Li turned his attention to the letter itself. It was a cryptic note:

I saw your missing girl at a ghost wedding last week. She was the bride.

Li looked up, perplexed. ‘Ghost wedding?’

Wu nodded. ‘That’s what I thought. I did some asking around. Apparently it’s a tradition that still exists in some remote rural communities. It’s bad luck for a young man to die unmarried. So the family buys the corpse of a recently deceased female and they perform some kind of marriage ceremony. A ghost wedding. It seems there’s a sociology professor at Tsinghua University who is something of an expert on the subject.’

II

Tsinghua University was once described by the nearly president of the United States, Al Gore, as the MIT of China. It was an eclectic collection of faculties, from mechanics and technology to law, sociology and medicine. Each faculty was represented by one of the vast stone or marble edifices on each side of a wide, tree-shaded avenue leading to the massive master building at the far end. At this time of year there were almost no students on campus. Only occasional cyclists passed along the boulevard, possibly here for special summer classes. Many of the staff, however, were still at work.

Professor Bao seemed happy for Li to interrupt the monotony of the summer vacation, and used the excuse to stretch his legs and get some air. Two young men in shorts and T-shirts played basketball on a macadam court as the young policeman and the elderly professor walked by.

Minghun,’ said Professor Bao, ‘is what it is called among the peoples of the Loëss Plateau. An afterlife marriage. It has its roots in the ancient form of ancestor veneration which maintains that we all continue to exist after death, and that the living are obliged to tend to our needs.’

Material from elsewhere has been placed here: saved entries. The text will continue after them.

//! Academy registry operations (name -> role + branch)

use super::{RegistryError, RegistryStore, normalize_key};
use crate::models::{Branch, PersonRecord, Role};

impl RegistryStore {
    /// Register a person. Role and branch are validated against the closed
    /// enumerations before anything is touched; a duplicate name is a
    /// conflict and leaves the existing record unmodified.
    pub fn add_person(
        &mut self,
        name: &str,
        role: &str,
        branch: &str,
    ) -> Result<(String, Role, Branch), RegistryError> {
        let name = normalize_key(name);
        let role_key = normalize_key(role);
        let branch_key = normalize_key(branch);
        let role = Role::from_str(&role_key).ok_or(RegistryError::InvalidRole(role_key))?;
        let branch =
            Branch::from_str(&branch_key).ok_or(RegistryError::InvalidBranch(branch_key))?;

        if let Some(existing) = self.academy().get(&name) {
            return Err(RegistryError::Conflict {
                name,
                existing: *existing,
            });
        }

        self.academy_mut()
            .insert(name.clone(), PersonRecord { role, branch });
        self.persist()?;
        Ok((name, role, branch))
    }

    pub fn remove_person(&mut self, name: &str) -> Result<(String, PersonRecord), RegistryError> {
        let name = normalize_key(name);
        let removed = self
            .academy_mut()
            .remove(&name)
            .ok_or(RegistryError::NotFound)?;
        self.persist()?;
        Ok((name, removed))
    }

    pub fn person(&self, name: &str) -> Result<(String, PersonRecord), RegistryError> {
        let name = normalize_key(name);
        let record = *self.academy().get(&name).ok_or(RegistryError::NotFound)?;
        Ok((name, record))
    }

    /// Everyone in one branch, sorted by name.
    pub fn people_in_branch(&self, branch: Branch) -> Vec<(String, Role)> {
        self.academy()
            .iter()
            .filter(|(_, record)| record.branch == branch)
            .map(|(name, record)| (name.clone(), record.role))
            .collect()
    }

    /// Move a person to another branch, returning (old, new). A failed
    /// validation or lookup leaves the record unchanged.
    pub fn move_person(
        &mut self,
        name: &str,
        new_branch: &str,
    ) -> Result<(String, Branch, Branch), RegistryError> {
        let name = normalize_key(name);
        let branch_key = normalize_key(new_branch);
        let new_branch =
            Branch::from_str(&branch_key).ok_or(RegistryError::InvalidBranch(branch_key))?;
        let record = self
            .academy_mut()
            .get_mut(&name)
            .ok_or(RegistryError::NotFound)?;
        let old_branch = record.branch;
        record.branch = new_branch;
        self.persist()?;
        Ok((name, old_branch, new_branch))
    }

    /// The whole roster grouped by branch, branches sorted by name and
    /// members rendered as "Name (Role)" strings, sorted within each branch.
    pub fn academy_roster(&self) -> Vec<(Branch, Vec<String>)> {
        let mut grouped: std::collections::BTreeMap<&'static str, (Branch, Vec<String>)> =
            std::collections::BTreeMap::new();
        for (name, record) in self.academy() {
            grouped
                .entry(record.branch.as_str())
                .or_insert_with(|| (record.branch, Vec::new()))
                .1
                .push(format!("{} ({})", name, record.role));
        }
        grouped
            .into_values()
            .map(|(branch, mut members)| {
                members.sort();
                (branch, members)
            })
            .collect()
    }
}

#[cfg(test)]
mod tests {
    use super::*;
    use std::fs;
    use tempfile::TempDir;

    fn store() -> (TempDir, RegistryStore) {
        let dir = TempDir::new().unwrap();
        let store = RegistryStore::load(dir.path()).unwrap();
        (dir, store)
    }

    #[test]
    fn test_add_and_get_person() {
        let (_dir, mut store) = store();
        let (name, role, branch) = store.add_person("kato", "initiate", "uzunjati").unwrap();
        assert_eq!(name, "Kato");
        assert_eq!(role, Role::Initiate);
        assert_eq!(branch, Branch::Uzunjati);

        let (name, record) = store.person("KATO").unwrap();
        assert_eq!(name, "Kato");
        assert_eq!(record.role, Role::Initiate);
    }

    #[test]
    fn test_add_invalid_role_does_not_mutate() {
        let (_dir, mut store) = store();
        assert!(matches!(
            store.add_person("kato", "archmage", "uzunjati"),
            Err(RegistryError::InvalidRole(_))
        ));
        assert_eq!(store.person_count(), 0);
    }

    #[test]
    fn test_add_invalid_branch_does_not_mutate() {
        let (_dir, mut store) = store();
        assert!(matches!(
            store.add_person("kato", "initiate", "hogwarts"),
            Err(RegistryError::InvalidBranch(_))
        ));
        assert_eq!(store.person_count(), 0);
    }

    #[test]
    fn test_duplicate_add_is_conflict_and_preserves_first() {
        let (_dir, mut store) = store();
        store.add_person("Kato", "Initiate", "Uzunjati").unwrap();

        match store.add_person("kato", "Attendant", "Magaambya") {
            Err(RegistryError::Conflict { name, existing }) => {
                assert_eq!(name, "Kato");
                assert_eq!(existing.role, Role::Initiate);
                assert_eq!(existing.branch, Branch::Uzunjati);
            }
            other => panic!("expected Conflict, got {:?}", other.map(|_| ())),
        }

        let (_, record) = store.person("Kato").unwrap();
        assert_eq!(record.role, Role::Initiate);
        assert_eq!(record.branch, Branch::Uzunjati);
    }

    #[test]
    fn test_remove_unknown_leaves_snapshot_untouched() {
        let (dir, mut store) = store();
        store.add_person("kato", "initiate", "uzunjati").unwrap();
        let path = dir.path().join(super::super::ACADEMY_SNAPSHOT);
        let before = fs::read_to_string(&path).unwrap();

        assert!(matches!(
            store.remove_person("Unknown"),
            Err(RegistryError::NotFound)
        ));
        assert_eq!(fs::read_to_string(&path).unwrap(), before);
    }

    #[test]
    fn test_remove_person_returns_record() {
        let (_dir, mut store) = store();
        store.add_person("kato", "conversant", "rain-scribes").unwrap();
        let (name, record) = store.remove_person("kato").unwrap();
        assert_eq!(name, "Kato");
        assert_eq!(record.role, Role::Conversant);
        assert_eq!(store.person_count(), 0);
    }

    #[test]
    fn test_move_to_invalid_branch_leaves_branch_unchanged() {
        let (_dir, mut store) = store();
        store.add_person("kato", "initiate", "uzunjati").unwrap();
        assert!(matches!(
            store.move_person("kato", "hogwarts"),
            Err(RegistryError::InvalidBranch(_))
        ));
        let (_, record) = store.person("kato").unwrap();
        assert_eq!(record.branch, Branch::Uzunjati);
    }

    #[test]
    fn test_move_person_returns_old_and_new() {
        let (_dir, mut store) = store();
        store.add_person("kato", "initiate", "uzunjati").unwrap();
        let (name, old_branch, new_branch) =
            store.move_person("kato", "emerald boughs").unwrap();
        assert_eq!(name, "Kato");
        assert_eq!(old_branch, Branch::Uzunjati);
        assert_eq!(new_branch, Branch::EmeraldBoughs);
        let (_, record) = store.person("kato").unwrap();
        assert_eq!(record.branch, Branch::EmeraldBoughs);
    }

    #[test]
    fn test_move_unknown_is_not_found() {
        let (_dir, mut store) = store();
        assert!(matches!(
            store.move_person("kato", "uzunjati"),
            Err(RegistryError::NotFound)
        ));
    }

    #[test]
    fn test_people_in_branch_sorted_exact_match() {
        let (_dir, mut store) = store();
        store.add_person("zola", "initiate", "magaambya").unwrap();
        store.add_person("abena", "attendant", "magaambya").unwrap();
        store.add_person("kato", "initiate", "uzunjati").unwrap();

        let people = store.people_in_branch(Branch::Magaambya);
        let names: Vec<&str> = people.iter().map(|(name, _)| name.as_str()).collect();
        assert_eq!(names, vec!["Abena", "Zola"]);

        assert!(store.people_in_branch(Branch::RainScribes).is_empty());
    }

    #[test]
    fn test_roster_grouped_and_sorted() {
        let (_dir, mut store) = store();
        store.add_person("zola", "initiate", "uzunjati").unwrap();
        store.add_person("abena", "lore-speaker", "uzunjati").unwrap();
        store.add_person("kato", "service", "cascade bearers").unwrap();

        let roster = store.academy_roster();
        assert_eq!(roster.len(), 2);
        assert_eq!(roster[0].0, Branch::CascadeBearers);
        assert_eq!(roster[0].1, vec!["Kato (Service)"]);
        assert_eq!(roster[1].0, Branch::Uzunjati);
        assert_eq!(
            roster[1].1,
            vec!["Abena (Lore-Speaker)", "Zola (Initiate)"]
        );
    }
}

‘Including the arranging of a marriage?’

‘Indeed. It is traditional Chinese belief that an unmarried life is incomplete, and some parents fear that an unmarried dead son could be an unhappy one. So they find a bride for him after death.’

‘How do they do that?’

‘Oh, usually through an informal network of family or friends, they will find parents who have recently lost a single daughter. Those parents will sell the body as a way of finding their daughter a place in the dead man’s family line. You see, Section Chief Li, outside of the cities, China is really still a paternal clan culture. A woman does not belong to her parents. She has no place on her father’s family tree. She must marry into her husband’s ancestral lineage.’

‘So money changes hands.’

The white-haired old professor nodded and smiled. ‘I know, I know. It is illegal to buy and sell bodies, but it happens.’

‘Even in Beijing?’

‘Unlikely, I would have thought. Unless you had a community of families from an area of China that practised the minghun.’

Which was exactly, Li thought, what he had discovered among the condemned urban slums of Haidian District.